OBJECTIVES: Due to systematic side effects, there is a growing interest in nanoparticle formulation of anticancer drugs. Here, we aimed to synthesize poly (styrene-alt-maleic anhydride) cross-linked by melamine (PSMA/Me) and coated with magnetite nanoparticles (MNPs) PSMA/Me/Fe(3)O(4). In addition, we aimed to load paclitaxel (PTX) into PSMA/Me/Fe(3)O(4) for drug delivery and anticancer investigations. METHODS: Novel PSMA/Me was synthesized via free radical copolymerization, coated with Fe(3)O(4), and then used as a transporter for PTX delivery. Fabricated copolymer was characterized using SEM, TGA, and XRD techniques. Drug release rate and loading efficiency were investigated. Human ovarian cancer cells (Skov-3) and breast cancer cells (MCF-7 cells) were incubated with the serial concentration of either free PTX or PSMA/Me/Fe(3)O(4)/PTX for cell viability and IC(50) analysis for 24 and 48 h.

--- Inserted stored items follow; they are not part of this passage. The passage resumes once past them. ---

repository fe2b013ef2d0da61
//! Shared helpers

pub mod testing;
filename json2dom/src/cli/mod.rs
//! CLI layer: argument parsing and command dispatch

pub mod args;
pub mod commands;
pub mod error;
pub mod output;

pub use args::{Cli, Commands};
pub use error::{CliError, CliResult};
//! Error conversion helpers for I/O performed by services

use std::io;
use std::path::Path;

use crate::application::{ApplicationError, ApplicationResult};

/// Extension trait for turning `io::Result` into `ApplicationResult`.
pub trait IoResultExt<T> {
    /// Attach the action and the path it touched, e.g. "read description: page.json".
    fn with_path_context(self, action: &str, path: &Path) -> ApplicationResult<T>;
}

impl<T> IoResultExt<T> for io::Result<T> {
    fn with_path_context(self, action: &str, path: &Path) -> ApplicationResult<T> {
        self.map_err(|source| ApplicationError::OperationFailed {
            context: format!("{action}: {}", path.display()),
            source: Box::new(source),
        })
    }
}
//! Per-element-kind property table.
//!
//! Decides how a named property behaves when assigned on an element kind.
//! Names that appear nowhere in the table are expando properties.

/// Assignment behaviour of a known property.
#[derive(Debug, Clone, Copy, PartialEq, Eq)]
pub enum PropertyKind {
    /// String property, reflected as an attribute.
    Text,
    /// Boolean property, reflected as a present/absent attribute.
    Flag,
    /// Numeric property, reflected as an attribute.
    Number,
    /// Event handler; keeps callables, any other value becomes null.
    Handler,
    /// Replaces the children of the element with a single text node.
    TextContent,
    /// Cannot be assigned.
    ReadOnly,
}

use PropertyKind::{Flag, Handler, Number, ReadOnly, Text, TextContent};

const GLOBAL: &[(&str, PropertyKind)] = &[
    ("id", Text),
    ("className", Text),
    ("title", Text),
    ("lang", Text),
    ("dir", Text),
    ("style", Text),
    ("accessKey", Text),
    ("hidden", Flag),
    ("draggable", Flag),
    ("tabIndex", Number),
    ("textContent", TextContent),
    ("innerText", TextContent),
    ("tagName", ReadOnly),
    ("nodeName", ReadOnly),
    ("localName", ReadOnly),
    ("nodeType", ReadOnly),
    ("ownerDocument", ReadOnly),
    ("parentNode", ReadOnly),
    ("parentElement", ReadOnly),
    ("childNodes", ReadOnly),
    ("firstChild", ReadOnly),
    ("lastChild", ReadOnly),
    ("firstElementChild", ReadOnly),
    ("lastElementChild", ReadOnly),
    ("previousSibling", ReadOnly),
    ("nextSibling", ReadOnly),
    ("childElementCount", ReadOnly),
    ("classList", ReadOnly),
    ("attributes", ReadOnly),
    ("isConnected", ReadOnly),
    ("clientWidth", ReadOnly),
    ("clientHeight", ReadOnly),
    ("offsetWidth", ReadOnly),
    ("offsetHeight", ReadOnly),
];

const PER_KIND: &[(&str, &[(&str, PropertyKind)])] = &[
    (
        "a",
        &[
            ("href", Text),
            ("target", Text),
            ("rel", Text),
            ("download", Text),
            ("text", TextContent),
        ],
    ),
    (
        "input",
        &[
            ("type", Text),
            ("name", Text),
            ("value", Text),
            ("placeholder", Text),
            ("min", Text),
            ("max", Text),
            ("step", Text),
            ("pattern", Text),
            ("autofocus", Flag),
            ("checked", Flag),
            ("disabled", Flag),
            ("readOnly", Flag),
            ("required", Flag),
            ("multiple", Flag),
            ("maxLength", Number),
            ("size", Number),
            ("form", ReadOnly),
            ("labels", ReadOnly),
            ("validity", ReadOnly),
        ],
    ),
    (
        "textarea",
        &[
            ("name", Text),
            ("value", Text),
            ("placeholder", Text),
            ("autofocus", Flag),
            ("disabled", Flag),
            ("readOnly", Flag),
            ("required", Flag),
            ("rows", Number),
            ("cols", Number),
            ("maxLength", Number),
            ("form", ReadOnly),
            ("textLength", ReadOnly),
        ],
    ),
    (
        "button",
        &[
            ("type", Text),
            ("name", Text),
            ("value", Text),
            ("autofocus", Flag),
            ("disabled", Flag),
            ("form", ReadOnly),
        ],
    ),
    (
        "select",
        &[
            ("name", Text),
            ("autofocus", Flag),
            ("disabled", Flag),
            ("multiple", Flag),
            ("required", Flag),
            ("size", Number),
            ("form", ReadOnly),
            ("options", ReadOnly),
        ],
    ),
    (
        "option",
        &[
            ("value", Text),
            ("label", Text),
            ("selected", Flag),
            ("disabled", Flag),
            ("text", TextContent),
            ("index", ReadOnly),
        ],
    ),
    (
        "img",
        &[
            ("src", Text),
            ("alt", Text),
            ("width", Number),
            ("height", Number),
            ("complete", ReadOnly),
            ("naturalWidth", ReadOnly),
            ("naturalHeight", ReadOnly),
        ],
    ),
    ("label", &[("htmlFor", Text), ("control", ReadOnly)]),
    (
        "form",
        &[
            ("action", Text),
            ("method", Text),
            ("target", Text),
            ("name", Text),
            ("noValidate", Flag),
            ("elements", ReadOnly),
            ("length", ReadOnly),
        ],
    ),
    (
        "ol",
        &[("start", Number), ("reversed", Flag), ("type", Text)],
    ),
    ("li", &[("value", Number)]),
    ("td", &[("colSpan", Number), ("rowSpan", Number)]),
    ("th", &[("colSpan", Number), ("rowSpan", Number)]),
    (
        "iframe",
        &[
            ("src", Text),
            ("name", Text),
            ("width", Text),
            ("height", Text),
        ],
    ),
];

/// Element kinds accepted when strict tag checking is enabled.
pub const KNOWN_TAGS: &[&str] = &[
    "a", "abbr", "address", "area", "article", "aside", "audio", "b", "base", "blockquote",
    "body", "br", "button", "canvas", "caption", "code", "col", "colgroup", "dd", "details",
    "dialog", "div", "dl", "dt", "em", "embed", "fieldset", "figcaption", "figure", "footer",
    "form", "h1", "h2", "h3", "h4", "h5", "h6", "head", "header", "hr", "html", "i", "iframe",
    "img", "input", "label", "legend", "li", "link", "main", "meta", "nav", "ol", "optgroup",
    "option", "output", "p", "pre", "progress", "section", "select", "small", "source", "span",
    "strong", "style", "sub", "summary", "sup", "table", "tbody", "td", "template", "textarea",
    "tfoot", "th", "thead", "title", "tr", "track", "u", "ul", "video", "wbr",
];

const VOID_TAGS: &[&str] = &[
    "area", "base", "br", "col", "embed", "hr", "img", "input", "link", "meta", "source",
    "track", "wbr",
];

/// Event handler properties of `GlobalEventHandlers` and friends.
const EVENT_HANDLERS: &[&str] = &[
    "onabort", "onanimationend", "onanimationiteration", "onanimationstart", "onauxclick",
    "onbeforeinput", "onblur", "oncancel", "oncanplay", "oncanplaythrough", "onchange",
    "onclick", "onclose", "oncontextmenu", "oncopy", "oncut", "ondblclick", "ondrag",
    "ondragend", "ondragenter", "ondragleave", "ondragover", "ondragstart", "ondrop",
    "ondurationchange", "onemptied", "onended", "onerror", "onfocus", "onfocusin",
    "onfocusout", "oninput", "oninvalid", "onkeydown", "onkeypress", "onkeyup", "onload",
    "onloadeddata", "onloadedmetadata", "onloadstart", "onmousedown", "onmouseenter",
    "onmouseleave", "onmousemove", "onmouseout", "onmouseover", "onmouseup", "onpaste",
    "onpause", "onplay", "onplaying", "onpointercancel", "onpointerdown", "onpointerenter",
    "onpointerleave", "onpointermove", "onpointerout", "onpointerover", "onpointerup",
    "onprogress", "onratechange", "onreset", "onresize", "onscroll", "onseeked", "onseeking",
    "onselect", "onstalled", "onsubmit", "onsuspend", "ontimeupdate", "ontoggle",
    "ontouchcancel", "ontouchend", "ontouchmove", "ontouchstart", "ontransitionend",
    "onvolumechange", "onwaiting", "onwheel",
];

/// Look up how `name` behaves on an element of kind `tag`.
///
/// Kind-specific entries take precedence over global ones. `None` means the
/// name is not a known property of the kind.
pub fn lookup(tag: &str, name: &str) -> Option<PropertyKind> {
    PER_KIND
        .iter()
        .find(|(kind, _)| *kind == tag)
        .and_then(|(_, props)| find(props, name))
        .or_else(|| find(GLOBAL, name))
        .or_else(|| is_event_handler(name).then_some(Handler))
}

fn find(table: &[(&str, PropertyKind)], name: &str) -> Option<PropertyKind> {
    table
        .iter()
        .find(|(prop, _)| *prop == name)
        .map(|(_, kind)| *kind)
}

/// Known `on<event>` handler property, e.g. `onclick`. Other `on...` names
/// such as `online` are ordinary expandos.
pub fn is_event_handler(name: &str) -> bool {
    EVENT_HANDLERS.contains(&name)
}

pub fn is_known_tag(tag: &str) -> bool {
    KNOWN_TAGS.contains(&tag)
}

/// Elements serialized without a closing tag.
pub fn is_void(tag: &str) -> bool {
    VOID_TAGS.contains(&tag)
}

/// Attribute that reflects a property, for properties that have one.
pub fn reflected_attribute(tag: &str, name: &str) -> Option<String> {
    match lookup(tag, name)? {
        Text | Flag | Number => Some(match name {
            "className" => "class".to_string(),
            "htmlFor" => "for".to_string(),
            other => other.to_ascii_lowercase(),
        }),
        Handler | TextContent | ReadOnly => None,
    }
}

RESULTS: Characterization methods confirmed PSMA/Me copolymer formation. The results showed a significant encapsulation efficiency of 83%. The drug release analysis exhibited that PSMA/Me/Fe(3)O(4)/PTX may be considered pH-sensitive nanocarriers. PSMA/Me/Fe(3)O(4)/PTX reduced cell viability both dose and time-dependently (p < 0.05). IC(50) values of PSMA/Me/Fe(3)O(4)/PTX were low when compared to free PTX either 24 or 48 h post-treatment. CONCLUSIONS: Our results indicated that PSMA/Me/Fe(3)O(4)/PTX was more cytotoxic than PTX in both cancer cells. Findings indicated the potential of PSMA/Me/Fe(3)O(4)/PTX as an anticancer nanocarrier system.